● **The problem**
Which lines in the records below include the word "variance"? Report each of them in full.

● **Given information**

# # # # # # #

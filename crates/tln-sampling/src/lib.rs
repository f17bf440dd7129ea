//! # tln-sampling
//!
//! Combinatorial sampling for the tlnull workspace:
//! - uniform random weak compositions (cut-point method),
//! - exact uniform random integer partitions (count-table method),
//! - the deadline-bounded per-(Q, N) variance sampling engine.

#![warn(missing_docs)]
#![warn(clippy::all)]

pub mod composition;
pub mod partition;
pub mod variance;

pub use composition::{distinct_compositions, random_weak_composition};
pub use partition::{CountTable, CountTableSampler};
pub use variance::{sample_variance, variances_for_qn};
//! Human-readable and JSON rendering of analysis outcomes

use anviksha_core::AnalysisResult;
use anviksha_llm::{AnalysisError, AnalysisReport};
use serde_json::{json, Value};
use std::fmt::Write as _;
use std::path::Path;

pub fn report_text(image: &Path, report: &AnalysisReport) -> String {
    let mut out = String::new();
    let _ = writeln!(out, "Image: {}", image.display());
    match &report.model {
        Some(model) => {
            let _ = writeln!(out, "Model: {model}");
        }
        None => {
            let _ = writeln!(out, "Model: none (all {} attempts failed)", report.failed_attempts.len());
        }
    }
    out.push_str(&result_text(&report.result));
    out
}

pub fn result_text(result: &AnalysisResult) -> String {
    let mut out = String::new();
    let _ = writeln!(out, "\nOverall assessment:\n  {}", result.overall_assessment);

    if result.is_tuberculosis_detected {
        let _ = writeln!(out, "\nTuberculosis: DETECTED");
        if let Some(report) = &result.tuberculosis_report {
            let _ = writeln!(out, "  {report}");
        }
    } else {
        let _ = writeln!(out, "\nTuberculosis: not detected");
    }

    if result.findings.is_empty() {
        let _ = writeln!(out, "\nFindings: none");
        return out;
    }

    let _ = write!(out, "\nFindings ({}", result.findings.len());
    if let Some(severity) = result.highest_severity() {
        let _ = write!(out, ", most severe: {severity}");
    }
    let _ = writeln!(out, "):");
    for (i, finding) in result.findings_by_urgency().into_iter().enumerate() {
        let _ = writeln!(
            out,
            "  {}. [{}] {} ({}), confidence {}%",
            i + 1,
            finding.severity,
            finding.condition,
            finding.category,
            finding.confidence_percent()
        );
        let _ = writeln!(out, "     {}", finding.description);
        let _ = writeln!(out, "     Recommendation: {}", finding.recommendation);
        if let Some(bbox) = finding.bounding_box {
            let _ = writeln!(
                out,
                "     Region: x {:.2}-{:.2}, y {:.2}-{:.2}",
                bbox.x_min(),
                bbox.x_max(),
                bbox.y_min(),
                bbox.y_max()
            );
        }
    }
    out
}

pub fn failure_text(image: &Path, error: &AnalysisError) -> String {
    format!("{}: {}\n  {}", error.headline(), image.display(), error.detail())
}

pub fn report_json(image: &Path, report: &AnalysisReport) -> Value {
    json!({
        "image": image.display().to_string(),
        "status": "ok",
        "report": report,
    })
}

pub fn failure_json(image: &Path, error: &AnalysisError) -> Value {
    json!({
        "image": image.display().to_string(),
        "status": "failed",
        "error": {
            "kind": error.kind(),
            "headline": error.headline(),
            "detail": error.detail(),
            "attempts": error.attempts(),
        }
    })
}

# # # # # # #

● **Answer box**
//! - the deadline-bounded per-(Q, N) variance sampling engine.
pub mod variance;
pub use variance::{sample_variance, variances_for_qn};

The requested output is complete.